Required work: When you reach the line containing "advert.name.clone()" in the entries below, start writing out each line exactly, and stop after the line containing "inverted-MQTT printers answer.".

[Records drawn from a dataset]

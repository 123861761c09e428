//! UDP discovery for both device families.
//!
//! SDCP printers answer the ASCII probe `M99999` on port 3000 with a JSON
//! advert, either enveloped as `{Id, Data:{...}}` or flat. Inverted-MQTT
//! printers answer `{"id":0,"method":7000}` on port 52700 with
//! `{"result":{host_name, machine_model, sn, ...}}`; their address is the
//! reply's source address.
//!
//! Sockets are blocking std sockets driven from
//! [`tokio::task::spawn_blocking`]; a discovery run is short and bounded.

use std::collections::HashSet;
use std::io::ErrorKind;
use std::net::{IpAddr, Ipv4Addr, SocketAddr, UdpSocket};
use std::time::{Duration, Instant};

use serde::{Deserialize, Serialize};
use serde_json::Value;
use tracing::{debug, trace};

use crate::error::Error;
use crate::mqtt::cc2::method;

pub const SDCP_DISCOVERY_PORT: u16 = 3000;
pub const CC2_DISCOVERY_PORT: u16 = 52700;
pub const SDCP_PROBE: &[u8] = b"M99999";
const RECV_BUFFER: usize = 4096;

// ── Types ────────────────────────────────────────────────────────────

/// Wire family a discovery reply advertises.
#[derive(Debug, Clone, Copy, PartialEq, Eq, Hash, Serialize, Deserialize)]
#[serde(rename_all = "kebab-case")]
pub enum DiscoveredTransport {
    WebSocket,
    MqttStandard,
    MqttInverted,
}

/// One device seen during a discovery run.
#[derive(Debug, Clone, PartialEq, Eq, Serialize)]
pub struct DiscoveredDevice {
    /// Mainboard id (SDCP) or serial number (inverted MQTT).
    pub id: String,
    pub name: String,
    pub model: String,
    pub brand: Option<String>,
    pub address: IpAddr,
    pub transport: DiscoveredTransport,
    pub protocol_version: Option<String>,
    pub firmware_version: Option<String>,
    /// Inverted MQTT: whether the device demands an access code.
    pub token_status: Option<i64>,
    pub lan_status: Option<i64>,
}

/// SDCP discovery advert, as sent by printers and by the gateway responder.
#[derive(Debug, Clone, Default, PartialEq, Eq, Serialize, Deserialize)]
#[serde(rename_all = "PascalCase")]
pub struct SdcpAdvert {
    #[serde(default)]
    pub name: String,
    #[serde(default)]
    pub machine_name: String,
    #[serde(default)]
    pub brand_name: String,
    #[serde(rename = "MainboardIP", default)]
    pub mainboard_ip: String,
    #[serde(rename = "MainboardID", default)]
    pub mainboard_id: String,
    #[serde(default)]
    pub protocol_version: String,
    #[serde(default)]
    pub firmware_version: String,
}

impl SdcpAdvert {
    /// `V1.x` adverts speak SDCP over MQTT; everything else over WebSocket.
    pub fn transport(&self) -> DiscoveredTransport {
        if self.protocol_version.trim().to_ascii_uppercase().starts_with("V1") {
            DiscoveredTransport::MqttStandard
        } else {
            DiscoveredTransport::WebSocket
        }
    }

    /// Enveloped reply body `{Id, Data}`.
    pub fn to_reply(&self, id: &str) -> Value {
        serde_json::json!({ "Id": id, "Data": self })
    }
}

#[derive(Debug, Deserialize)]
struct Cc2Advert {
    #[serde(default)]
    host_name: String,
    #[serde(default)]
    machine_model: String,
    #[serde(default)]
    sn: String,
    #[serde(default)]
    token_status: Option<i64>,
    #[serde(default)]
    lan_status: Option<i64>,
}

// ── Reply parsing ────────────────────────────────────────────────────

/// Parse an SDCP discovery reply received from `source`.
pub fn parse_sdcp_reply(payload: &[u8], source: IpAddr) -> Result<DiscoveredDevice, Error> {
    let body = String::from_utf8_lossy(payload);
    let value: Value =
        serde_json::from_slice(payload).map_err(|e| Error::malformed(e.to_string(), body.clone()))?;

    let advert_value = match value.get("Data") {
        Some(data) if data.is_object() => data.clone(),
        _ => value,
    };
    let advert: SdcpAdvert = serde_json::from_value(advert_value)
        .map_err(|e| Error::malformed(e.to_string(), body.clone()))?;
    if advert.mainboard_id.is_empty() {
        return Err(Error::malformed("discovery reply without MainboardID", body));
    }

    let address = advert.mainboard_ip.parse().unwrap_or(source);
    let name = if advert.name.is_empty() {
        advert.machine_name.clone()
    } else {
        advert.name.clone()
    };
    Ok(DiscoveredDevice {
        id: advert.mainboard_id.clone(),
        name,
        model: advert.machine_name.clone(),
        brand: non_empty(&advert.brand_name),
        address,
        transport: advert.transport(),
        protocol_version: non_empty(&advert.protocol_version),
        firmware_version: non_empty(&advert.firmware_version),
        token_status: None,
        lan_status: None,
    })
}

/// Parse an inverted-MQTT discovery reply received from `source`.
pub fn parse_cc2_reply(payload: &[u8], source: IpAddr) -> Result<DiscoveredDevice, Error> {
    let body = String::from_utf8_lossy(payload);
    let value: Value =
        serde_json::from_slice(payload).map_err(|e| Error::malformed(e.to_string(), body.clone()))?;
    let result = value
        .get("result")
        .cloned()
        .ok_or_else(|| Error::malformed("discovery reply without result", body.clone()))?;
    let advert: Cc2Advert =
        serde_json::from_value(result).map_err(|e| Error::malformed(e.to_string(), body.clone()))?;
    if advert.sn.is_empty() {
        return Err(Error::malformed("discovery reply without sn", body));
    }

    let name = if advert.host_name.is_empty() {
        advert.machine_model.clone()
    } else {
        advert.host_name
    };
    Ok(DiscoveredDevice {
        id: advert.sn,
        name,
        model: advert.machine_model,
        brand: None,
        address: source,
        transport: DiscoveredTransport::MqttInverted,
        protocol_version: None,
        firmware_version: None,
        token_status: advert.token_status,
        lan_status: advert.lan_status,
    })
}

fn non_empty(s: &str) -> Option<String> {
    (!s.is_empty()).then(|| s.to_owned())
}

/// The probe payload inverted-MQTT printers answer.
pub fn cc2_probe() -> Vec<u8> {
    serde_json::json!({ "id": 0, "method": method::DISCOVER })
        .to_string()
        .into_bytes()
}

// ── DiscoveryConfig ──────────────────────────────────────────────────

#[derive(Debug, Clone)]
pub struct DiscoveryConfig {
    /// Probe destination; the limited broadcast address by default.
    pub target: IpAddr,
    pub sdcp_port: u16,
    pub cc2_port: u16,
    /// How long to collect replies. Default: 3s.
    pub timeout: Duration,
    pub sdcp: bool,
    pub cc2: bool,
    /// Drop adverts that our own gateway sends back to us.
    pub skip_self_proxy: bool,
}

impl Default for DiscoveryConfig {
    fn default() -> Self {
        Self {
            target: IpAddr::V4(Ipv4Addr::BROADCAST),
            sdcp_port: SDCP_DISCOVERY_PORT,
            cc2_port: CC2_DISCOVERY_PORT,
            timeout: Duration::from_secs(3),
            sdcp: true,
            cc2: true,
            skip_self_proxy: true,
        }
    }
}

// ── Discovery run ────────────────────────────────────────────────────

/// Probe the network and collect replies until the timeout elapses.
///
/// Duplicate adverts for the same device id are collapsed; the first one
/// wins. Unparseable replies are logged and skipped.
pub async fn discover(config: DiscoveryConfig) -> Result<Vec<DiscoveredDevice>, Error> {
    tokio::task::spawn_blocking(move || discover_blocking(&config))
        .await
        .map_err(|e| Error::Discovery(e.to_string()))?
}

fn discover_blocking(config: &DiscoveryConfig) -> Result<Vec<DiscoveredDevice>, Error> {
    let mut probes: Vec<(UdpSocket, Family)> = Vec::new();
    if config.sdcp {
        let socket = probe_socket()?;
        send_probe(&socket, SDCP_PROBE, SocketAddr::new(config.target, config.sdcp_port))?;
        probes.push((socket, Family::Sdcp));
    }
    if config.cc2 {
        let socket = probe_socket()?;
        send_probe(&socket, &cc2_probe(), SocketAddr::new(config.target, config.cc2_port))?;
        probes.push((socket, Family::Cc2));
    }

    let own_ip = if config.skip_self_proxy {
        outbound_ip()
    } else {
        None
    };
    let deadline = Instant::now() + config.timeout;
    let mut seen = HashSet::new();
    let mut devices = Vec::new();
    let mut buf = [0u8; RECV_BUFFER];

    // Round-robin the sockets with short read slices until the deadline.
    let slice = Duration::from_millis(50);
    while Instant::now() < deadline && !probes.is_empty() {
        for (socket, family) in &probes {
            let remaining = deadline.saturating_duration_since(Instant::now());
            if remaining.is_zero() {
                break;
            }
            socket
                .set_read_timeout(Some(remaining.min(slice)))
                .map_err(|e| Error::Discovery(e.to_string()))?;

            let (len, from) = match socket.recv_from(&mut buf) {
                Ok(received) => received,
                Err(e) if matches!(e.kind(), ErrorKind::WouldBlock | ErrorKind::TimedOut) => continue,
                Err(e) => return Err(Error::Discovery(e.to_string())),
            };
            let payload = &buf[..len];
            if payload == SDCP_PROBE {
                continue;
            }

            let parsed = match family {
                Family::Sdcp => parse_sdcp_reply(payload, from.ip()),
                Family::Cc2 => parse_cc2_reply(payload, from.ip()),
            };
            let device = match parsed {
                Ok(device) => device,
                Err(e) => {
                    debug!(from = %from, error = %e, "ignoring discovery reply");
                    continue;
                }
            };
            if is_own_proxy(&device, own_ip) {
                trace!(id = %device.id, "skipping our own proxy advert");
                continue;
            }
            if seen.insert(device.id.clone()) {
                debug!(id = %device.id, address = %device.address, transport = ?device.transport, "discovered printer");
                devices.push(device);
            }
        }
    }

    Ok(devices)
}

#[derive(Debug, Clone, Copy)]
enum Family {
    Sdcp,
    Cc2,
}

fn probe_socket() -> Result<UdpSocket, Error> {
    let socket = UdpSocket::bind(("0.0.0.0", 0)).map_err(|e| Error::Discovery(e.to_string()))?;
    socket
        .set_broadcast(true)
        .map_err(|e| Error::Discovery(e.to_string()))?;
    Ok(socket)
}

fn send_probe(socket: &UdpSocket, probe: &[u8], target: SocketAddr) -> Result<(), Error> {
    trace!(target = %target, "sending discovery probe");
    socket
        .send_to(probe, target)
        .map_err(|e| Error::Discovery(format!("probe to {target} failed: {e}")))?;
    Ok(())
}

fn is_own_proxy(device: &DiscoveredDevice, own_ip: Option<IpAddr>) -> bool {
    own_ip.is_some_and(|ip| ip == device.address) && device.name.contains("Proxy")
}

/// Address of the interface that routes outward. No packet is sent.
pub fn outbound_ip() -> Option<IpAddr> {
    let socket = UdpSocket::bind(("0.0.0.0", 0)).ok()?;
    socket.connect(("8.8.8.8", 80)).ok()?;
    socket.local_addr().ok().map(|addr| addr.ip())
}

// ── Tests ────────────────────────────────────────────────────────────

Output of the task:
        advert.name.clone()
    };
    Ok(DiscoveredDevice {
        id: advert.mainboard_id.clone(),
        name,
        model: advert.machine_name.clone(),
        brand: non_empty(&advert.brand_name),
        address,
        transport: advert.transport(),
        protocol_version: non_empty(&advert.protocol_version),
        firmware_version: non_empty(&advert.firmware_version),
        token_status: None,
        lan_status: None,
    })
}

/// Parse an inverted-MQTT discovery reply received from `source`.
pub fn parse_cc2_reply(payload: &[u8], source: IpAddr) -> Result<DiscoveredDevice, Error> {
    let body = String::from_utf8_lossy(payload);
    let value: Value =
        serde_json::from_slice(payload).map_err(|e| Error::malformed(e.to_string(), body.clone()))?;
    let result = value
        .get("result")
        .cloned()
        .ok_or_else(|| Error::malformed("discovery reply without result", body.clone()))?;
    let advert: Cc2Advert =
        serde_json::from_value(result).map_err(|e| Error::malformed(e.to_string(), body.clone()))?;
    if advert.sn.is_empty() {
        return Err(Error::malformed("discovery reply without sn", body));
    }

    let name = if advert.host_name.is_empty() {
        advert.machine_model.clone()
    } else {
        advert.host_name
    };
    Ok(DiscoveredDevice {
        id: advert.sn,
        name,
        model: advert.machine_model,
        brand: None,
        address: source,
        transport: DiscoveredTransport::MqttInverted,
        protocol_version: None,
        firmware_version: None,
        token_status: advert.token_status,
        lan_status: advert.lan_status,
    })
}

fn non_empty(s: &str) -> Option<String> {
    (!s.is_empty()).then(|| s.to_owned())
}

/// The probe payload inverted-MQTT printers answer.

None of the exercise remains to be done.